Смущает меня полное отсутствие современности в этой прозе. Впрочем, будь в этой прозе что-либо лучшее, более значимое, чем современность, — я бы и слова не сказал. «В хорошем месте в нехорошее время», — надписал когда-то Бродский Кушнеру свою подборку; дело было на Литейном в начале 1972 года. Место осталось хорошим, но время, судя по прозе, обходит его стороной либо вообще стоит. Пресловутое «мелкотемье» остается пороком вне зависимости от эпохи. Можно подумать, что мы пережили не самое насыщенное десятилетие в русской истории ХХ века, что мы так и влачим вялое застойное существование. Новый материал, новые настроения, новые реалии литературой не освоены, а кому же и осваивать все это, как не мобильнейшему из жанров? Можно понять ленинградцев, и всегда-то не ангажированных, а нынче и подавно не желающих выполнять социальный заказ; но уж так-то абстрагироваться от реальности, пасуя перед ней, питаясь семидесятническим еще набором штампов, — вовсе скучно. Никто не требует от новеллиста ни «кроиться миру в черепе», ни с поспешностью газетчика фиксировать рост цен и финансовый кризис; речь идет о новых настроениях и состояниях, о страшно расширившемся эмоциональном спектре, о том пограничном, а то и запредельном опыте, который приобрела страна после стольких катаклизмов. Где иррациональные страхи и иррациональные радости новых времен, где усталость от бесчисленных перемен и чувство почти посмертной примиренности с миром после очередной, на этот раз проигранной войны?
Допускаю, что рассказ в его российском понимании — с подтекстом, с чеховскими умолчаниями, со смакованием детали — имел смысл только в те годы, когда начинались сумерки империи. Мы, тридцатилетние, застали это время.
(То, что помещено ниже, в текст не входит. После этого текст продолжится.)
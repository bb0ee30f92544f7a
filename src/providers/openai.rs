//! OpenAI-compatible generation backend
//!
//! Sends the system prompt, recent chat context and the inbound message to a
//! Chat Completions endpoint and returns the first choice's text.
//!
//! # Example
//!
//! ```rust,ignore
//! use groupwatch::providers::{GenerationBackend, OpenAiBackend};
//!
//! let backend = OpenAiBackend::new("your-api-key")
//!     .with_base_url("http://localhost:11434/v1")
//!     .with_model("llama3");
//! let reply = backend.generate(&message, &[]).await?;
//! ```

use async_trait::async_trait;
use reqwest::Client;
use serde::{Deserialize, Serialize};
use std::sync::Arc;
use tracing::{debug, info};

use crate::bus::Message;
use crate::config::GenerationConfig;
use crate::error::GenerationError;

use super::{parse_backend_error, GenerationBackend, GenerationResult};

/// The OpenAI API endpoint URL.
const OPENAI_API_URL: &str = "https://api.openai.com/v1";

/// The default model to use.
const DEFAULT_MODEL: &str = "gpt-4o-mini";

// ============================================================================
// API Request Types
// ============================================================================

#[derive(Debug, Serialize)]
struct ChatRequest {
    model: String,
    messages: Vec<ChatMessage>,
    #[serde(skip_serializing_if = "Option::is_none")]
    max_tokens: Option<u32>,
    #[serde(skip_serializing_if = "Option::is_none")]
    temperature: Option<f32>,
}

#[derive(Debug, Serialize, PartialEq)]
struct ChatMessage {
    /// "system" or "user"
    role: &'static str,
    content: String,
}

impl ChatMessage {
    fn system(content: impl Into<String>) -> Self {
        Self {
            role: "system",
            content: content.into(),
        }
    }

    fn user(content: impl Into<String>) -> Self {
        Self {
            role: "user",
            content: content.into(),
        }
    }
}

// ============================================================================
// API Response Types
// ============================================================================

#[derive(Debug, Deserialize)]
struct ChatResponse {
    choices: Vec<Choice>,
}

#[derive(Debug, Deserialize)]
struct Choice {
    message: ChoiceMessage,
}

#[derive(Debug, Deserialize)]
struct ChoiceMessage {
    content: Option<String>,
}

#[derive(Debug, Deserialize)]
struct ErrorResponse {
    error: ErrorDetail,
}

#[derive(Debug, Deserialize)]
struct ErrorDetail {
    message: String,
    #[serde(default)]
    r#type: Option<String>,
}

// ============================================================================
// Backend
// ============================================================================

/// Generation backend for OpenAI-compatible Chat Completions APIs.
pub struct OpenAiBackend {
    api_key: String,
    api_base: String,
    model: String,
    system_prompt: Option<String>,
    max_tokens: Option<u32>,
    temperature: Option<f32>,
    client: Client,
}

impl OpenAiBackend {
    /// Create a backend against the public OpenAI endpoint.
    pub fn new(api_key: &str) -> Self {
        Self::with_client(api_key, Client::new())
    }

    /// Create a backend that reuses an existing HTTP client.
    pub fn with_client(api_key: &str, client: Client) -> Self {
        Self {
            api_key: api_key.to_string(),
            api_base: OPENAI_API_URL.to_string(),
            model: DEFAULT_MODEL.to_string(),
            system_prompt: None,
            max_tokens: None,
            temperature: None,
            client,
        }
    }

    /// Build a backend from configuration. Returns `None` without an API key.
    pub fn from_config(config: &GenerationConfig) -> Option<Self> {
        let key = config.api_key.as_deref().filter(|k| !k.trim().is_empty())?;
        let mut backend = Self::new(key).with_model(&config.model);
        if let Some(base) = config.api_base.as_deref().filter(|b| !b.is_empty()) {
            backend = backend.with_base_url(base);
        }
        if !config.system_prompt.trim().is_empty() {
            backend.system_prompt = Some(config.system_prompt.clone());
        }
        backend.max_tokens = Some(config.max_tokens);
        backend.temperature = Some(config.temperature);
        Some(backend)
    }

    /// Point the backend at a different base URL.
    pub fn with_base_url(mut self, base_url: &str) -> Self {
        self.api_base = base_url.trim_end_matches('/').to_string();
        self
    }

    pub fn with_model(mut self, model: &str) -> Self {
        self.model = model.to_string();
        self
    }

    pub fn api_base(&self) -> &str {
        &self.api_base
    }

    pub fn model(&self) -> &str {
        &self.model
    }

    fn build_request(&self, message: &Message, history: &[Arc<Message>]) -> ChatRequest {
        let mut messages = Vec::with_capacity(history.len() + 2);
        if let Some(prompt) = &self.system_prompt {
            messages.push(ChatMessage::system(prompt.clone()));
        }

        // History arrives newest first; the model wants it oldest first.
        messages.extend(
            history
                .iter()
                .rev()
                .filter(|m| m.id != message.id && m.has_text())
                .map(|m| ChatMessage::user(context_line(m))),
        );
        messages.push(ChatMessage::user(context_line(message)));

        ChatRequest {
            model: self.model.clone(),
            messages,
            max_tokens: self.max_tokens,
            temperature: self.temperature,
        }
    }
}

fn context_line(message: &Message) -> String {
    format!("{}: {}", message.from_display_name, message.text)
}

fn extract_reply(response: ChatResponse) -> GenerationResult<String> {
    let text = response
        .choices
        .into_iter()
        .next()
        .and_then(|c| c.message.content)
        .map(|t| t.trim().to_string())
        .unwrap_or_default();

    if text.is_empty() {
        Err(GenerationError::EmptyResponse)
    } else {
        Ok(text)
    }
}

fn classify_failure(status: u16, body: &str) -> GenerationError {
    match serde_json::from_str::<ErrorResponse>(body) {
        Ok(parsed) => {
            let detail = match parsed.error.r#type {
                Some(kind) => format!("{} - {}", kind, parsed.error.message),
                None => parsed.error.message,
            };
            parse_backend_error(status, &detail)
        }
        Err(_) => parse_backend_error(status, body),
    }
}

#[async_trait]
impl GenerationBackend for OpenAiBackend {
    fn name(&self) -> &str {
        "openai"
    }

    async fn generate(
        &self,
        message: &Message,
        history: &[Arc<Message>],
    ) -> GenerationResult<String> {
        let request = self.build_request(message, history);
        debug!(
            model = %self.model,
            turns = request.messages.len(),
            "Generation request"
        );

        let response = self
            .client
            .post(format!("{}/chat/completions", self.api_base))
            .header("Authorization", format!("Bearer {}", self.api_key))
            .header("Content-Type", "application/json")
            .json(&request)
            .send()
            .await
            .map_err(|e| {
                if e.is_timeout() {
                    GenerationError::Timeout(e.to_string())
                } else {
                    GenerationError::Unknown(format!("request failed: {}", e))
                }
            })?;

        let status = response.status();
        if !status.is_success() {
            let body = response.text().await.unwrap_or_default();
            return Err(classify_failure(status.as_u16(), &body));
        }

        let parsed: ChatResponse = response
            .json()
            .await
            .map_err(|e| GenerationError::Unknown(format!("failed to parse response: {}", e)))?;

        info!(model = %self.model, "Generation response received");
        extract_reply(parsed)
    }
}

#[cfg(test)]
mod tests {
    use super::*;

    fn msg(id: &str, name: &str, text: &str) -> Arc<Message> {
        let mut m = Message::new(id, "g1", text);
        m.from_display_name = name.to_string();
        Arc::new(m)
    }

    #[test]
    fn test_backend_creation() {
        let backend = OpenAiBackend::new("key");
        assert_eq!(backend.name(), "openai");
        assert_eq!(backend.api_base(), "https://api.openai.com/v1");
        assert_eq!(backend.model(), "gpt-4o-mini");
    }

    #[test]
    fn test_with_base_url_trims_slash() {
        let backend = OpenAiBackend::new("key").with_base_url("http://localhost:8080/v1/");
        assert_eq!(backend.api_base(), "http://localhost:8080/v1");
    }

    #[test]
    fn test_from_config_requires_key() {
        let mut config = GenerationConfig::default();
        assert!(OpenAiBackend::from_config(&config).is_none());
        config.api_key = Some("  ".into());
        assert!(OpenAiBackend::from_config(&config).is_none());

        config.api_key = Some("sk-test".into());
        config.api_base = Some("http://proxy/v1".into());
        config.model = "custom".into();
        let backend = OpenAiBackend::from_config(&config).unwrap();
        assert_eq!(backend.api_base(), "http://proxy/v1");
        assert_eq!(backend.model(), "custom");
    }

    #[test]
    fn test_request_orders_context_oldest_first() {
        let mut config = GenerationConfig::default();
        config.api_key = Some("k".into());
        let backend = OpenAiBackend::from_config(&config).unwrap();

        let current = msg("3", "Ann", "what now?");
        // Newest first, current message included
        let history = vec![
            Arc::clone(&current),
            msg("2", "Bob", "second"),
            msg("1", "Ann", "first"),
        ];
        let request = backend.build_request(&current, &history);

        assert_eq!(request.messages[0].role, "system");
        let turns: Vec<&str> = request
            .messages
            .iter()
            .skip(1)
            .map(|m| m.content.as_str())
            .collect();
        assert_eq!(turns, vec!["Ann: first", "Bob: second", "Ann: what now?"]);
        assert_eq!(request.max_tokens, Some(200));
    }

    #[test]
    fn test_request_serialization_omits_unset_options() {
        let backend = OpenAiBackend::new("k");
        let request = backend.build_request(&msg("1", "Ann", "hi"), &[]);
        let json = serde_json::to_value(&request).unwrap();
        assert_eq!(json["model"], "gpt-4o-mini");
        assert_eq!(json["messages"][0]["role"], "user");
        assert!(json.get("max_tokens").is_none());
        assert!(json.get("temperature").is_none());
    }

    #[test]
    fn test_extract_reply() {
        let response: ChatResponse = serde_json::from_str(
            r#"{"choices":[{"message":{"role":"assistant","content":"  Hello!  "}}]}"#,
        )
        .unwrap();
        assert_eq!(extract_reply(response).unwrap(), "Hello!");
    }

    #[test]
    fn test_extract_reply_empty() {
        let none: ChatResponse = serde_json::from_str(r#"{"choices":[]}"#).unwrap();
        assert!(matches!(
            extract_reply(none),
            Err(GenerationError::EmptyResponse)
        ));

        let blank: ChatResponse =
            serde_json::from_str(r#"{"choices":[{"message":{"content":null}}]}"#).unwrap();
        assert!(matches!(
            extract_reply(blank),
            Err(GenerationError::EmptyResponse)
        ));
    }

    #[test]
    fn test_classify_failure_parses_error_body() {
        let body = r#"{"error":{"message":"Invalid API key","type":"invalid_request_error"}}"#;
        match classify_failure(401, body) {
            GenerationError::Auth(detail) => {
                assert_eq!(detail, "invalid_request_error - Invalid API key")
            }
            other => panic!("unexpected: {:?}", other),
        }
        assert!(matches!(
            classify_failure(503, "upstream down"),
            GenerationError::ServerError(_)
        ));
    }
}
Все было окутано тайной, все на все намекало, как в символистские времена. Бродили легенды и мифы. Рассказ в этих условиях попадал в идеальный контекст — в нем отыскивались двадцать третьи смыслы, подтексты, интертекстуальность, автор подмигивал читателю… Теперь же, в беспощадном свете нового дня, обаяние тайны исчезает, и рассказывать сказки (главным условием которых является именно тайна) стало бессмысленно. Но основной причиной слабости современных новелл (как и большинства рыхлых, аморфных современных романов — только там это менее заметно) мне представляется отсутствие структуры. Структура, четкая организация — то, без чего рассказ немыслим (и вот почему основным жанром сегодняшней литературы стала повесть — затянутый, перегруженный ненужными деталями, никак не структурированный монолог). Чтобы написать рассказ, надо ясно представлять себе, где верх и низ, право и лево, — в аморфном, амбивалентном мире, где все равно всему, хорошие рассказы не пишутся. По этой же причине, кстати, так одинаковы и чаще всего так цветисто стилизованы рассказы символистов, предпочитавших писать не о современности, а о средневековье, — зато начало двадцатых, когда мир четко поделился на своих и чужих, дало блестящую генерацию новеллистов, в первую очередь Бабеля в Москве и «серапионов» в Петербурге. Нынешнее время не располагает к созданию четких структур, будь то структуры фабульные или предвыборные. Критерий отсутствует, все размыто и подменено: вместо прозы — анекдот, вместо дерзкого и вызывающего авангарда — ироническая чернуха, похожая на кислое пиво.